Work task: For the word "collect", give the number of lines in these entries that contain it, with nothing else.

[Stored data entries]

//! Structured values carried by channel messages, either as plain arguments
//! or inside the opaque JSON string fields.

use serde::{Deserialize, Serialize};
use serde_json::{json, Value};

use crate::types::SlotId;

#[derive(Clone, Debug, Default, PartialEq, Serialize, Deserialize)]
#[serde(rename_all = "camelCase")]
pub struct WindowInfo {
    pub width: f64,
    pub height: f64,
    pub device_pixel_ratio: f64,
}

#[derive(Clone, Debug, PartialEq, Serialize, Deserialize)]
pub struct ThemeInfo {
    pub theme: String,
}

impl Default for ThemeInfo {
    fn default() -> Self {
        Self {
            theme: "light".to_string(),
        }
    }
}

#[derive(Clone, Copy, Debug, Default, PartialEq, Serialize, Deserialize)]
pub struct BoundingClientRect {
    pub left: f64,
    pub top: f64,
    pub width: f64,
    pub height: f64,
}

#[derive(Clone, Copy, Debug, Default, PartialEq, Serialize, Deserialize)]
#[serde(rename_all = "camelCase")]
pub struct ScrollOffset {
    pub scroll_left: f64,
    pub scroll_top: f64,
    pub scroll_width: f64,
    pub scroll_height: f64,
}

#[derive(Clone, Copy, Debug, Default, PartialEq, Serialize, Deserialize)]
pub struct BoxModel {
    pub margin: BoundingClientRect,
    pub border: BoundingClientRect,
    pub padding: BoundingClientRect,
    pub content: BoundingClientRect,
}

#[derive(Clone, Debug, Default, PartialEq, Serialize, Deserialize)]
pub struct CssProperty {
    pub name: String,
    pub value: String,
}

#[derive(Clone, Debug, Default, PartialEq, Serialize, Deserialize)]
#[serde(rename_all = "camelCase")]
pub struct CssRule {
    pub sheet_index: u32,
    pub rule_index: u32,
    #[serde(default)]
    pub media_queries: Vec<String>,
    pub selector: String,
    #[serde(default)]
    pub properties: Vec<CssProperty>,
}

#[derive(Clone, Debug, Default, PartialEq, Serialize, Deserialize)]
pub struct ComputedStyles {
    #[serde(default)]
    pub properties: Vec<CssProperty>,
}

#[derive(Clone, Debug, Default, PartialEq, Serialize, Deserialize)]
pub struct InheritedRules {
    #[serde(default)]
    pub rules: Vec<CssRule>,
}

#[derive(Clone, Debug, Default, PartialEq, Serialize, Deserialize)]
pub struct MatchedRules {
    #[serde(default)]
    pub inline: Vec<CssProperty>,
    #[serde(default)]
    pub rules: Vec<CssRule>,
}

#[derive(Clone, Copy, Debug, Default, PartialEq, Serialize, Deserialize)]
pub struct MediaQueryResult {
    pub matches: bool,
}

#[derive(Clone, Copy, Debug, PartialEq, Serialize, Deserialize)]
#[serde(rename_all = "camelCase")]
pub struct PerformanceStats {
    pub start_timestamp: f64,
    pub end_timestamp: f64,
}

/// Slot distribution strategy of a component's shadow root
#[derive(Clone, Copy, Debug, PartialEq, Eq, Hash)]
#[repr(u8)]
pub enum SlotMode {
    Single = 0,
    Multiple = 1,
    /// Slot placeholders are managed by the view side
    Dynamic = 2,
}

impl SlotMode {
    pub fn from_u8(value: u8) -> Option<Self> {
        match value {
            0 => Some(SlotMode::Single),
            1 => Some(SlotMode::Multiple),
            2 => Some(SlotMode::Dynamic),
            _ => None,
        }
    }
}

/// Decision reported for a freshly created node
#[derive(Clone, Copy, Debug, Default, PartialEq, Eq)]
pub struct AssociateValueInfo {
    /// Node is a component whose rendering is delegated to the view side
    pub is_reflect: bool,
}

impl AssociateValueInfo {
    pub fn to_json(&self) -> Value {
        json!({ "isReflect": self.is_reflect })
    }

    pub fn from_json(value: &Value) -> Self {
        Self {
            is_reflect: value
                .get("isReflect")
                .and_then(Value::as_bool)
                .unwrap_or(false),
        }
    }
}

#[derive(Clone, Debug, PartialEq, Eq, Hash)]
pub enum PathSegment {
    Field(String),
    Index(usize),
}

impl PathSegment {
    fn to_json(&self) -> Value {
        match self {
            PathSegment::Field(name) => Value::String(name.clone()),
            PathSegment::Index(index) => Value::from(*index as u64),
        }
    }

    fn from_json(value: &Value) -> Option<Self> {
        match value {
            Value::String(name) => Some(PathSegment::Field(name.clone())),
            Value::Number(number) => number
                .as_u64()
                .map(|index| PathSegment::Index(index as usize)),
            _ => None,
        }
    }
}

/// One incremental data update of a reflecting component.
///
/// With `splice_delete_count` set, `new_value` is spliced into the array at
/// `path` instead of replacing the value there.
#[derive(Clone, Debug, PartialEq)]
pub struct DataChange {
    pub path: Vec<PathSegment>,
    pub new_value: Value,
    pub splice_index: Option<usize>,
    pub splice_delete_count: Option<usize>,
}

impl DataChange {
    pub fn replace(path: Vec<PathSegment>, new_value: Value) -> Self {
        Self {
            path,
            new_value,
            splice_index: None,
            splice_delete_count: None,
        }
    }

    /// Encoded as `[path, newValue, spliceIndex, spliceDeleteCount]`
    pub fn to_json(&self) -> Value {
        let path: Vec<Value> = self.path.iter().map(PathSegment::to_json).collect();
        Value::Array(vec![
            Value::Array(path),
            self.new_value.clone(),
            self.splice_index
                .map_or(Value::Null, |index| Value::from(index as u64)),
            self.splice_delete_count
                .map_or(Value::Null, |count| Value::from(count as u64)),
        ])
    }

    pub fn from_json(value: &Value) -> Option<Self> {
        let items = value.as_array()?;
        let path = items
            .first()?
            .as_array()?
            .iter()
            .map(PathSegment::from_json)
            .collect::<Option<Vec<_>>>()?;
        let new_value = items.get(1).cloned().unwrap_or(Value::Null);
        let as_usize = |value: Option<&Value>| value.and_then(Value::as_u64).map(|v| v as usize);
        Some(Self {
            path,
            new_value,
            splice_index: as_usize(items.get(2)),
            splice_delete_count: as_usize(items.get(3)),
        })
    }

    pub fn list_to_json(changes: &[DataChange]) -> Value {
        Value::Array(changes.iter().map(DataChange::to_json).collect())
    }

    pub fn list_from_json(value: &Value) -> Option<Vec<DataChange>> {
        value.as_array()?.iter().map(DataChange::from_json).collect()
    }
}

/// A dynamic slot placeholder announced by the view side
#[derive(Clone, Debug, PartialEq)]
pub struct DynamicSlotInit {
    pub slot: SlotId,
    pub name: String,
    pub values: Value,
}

Answer space: 4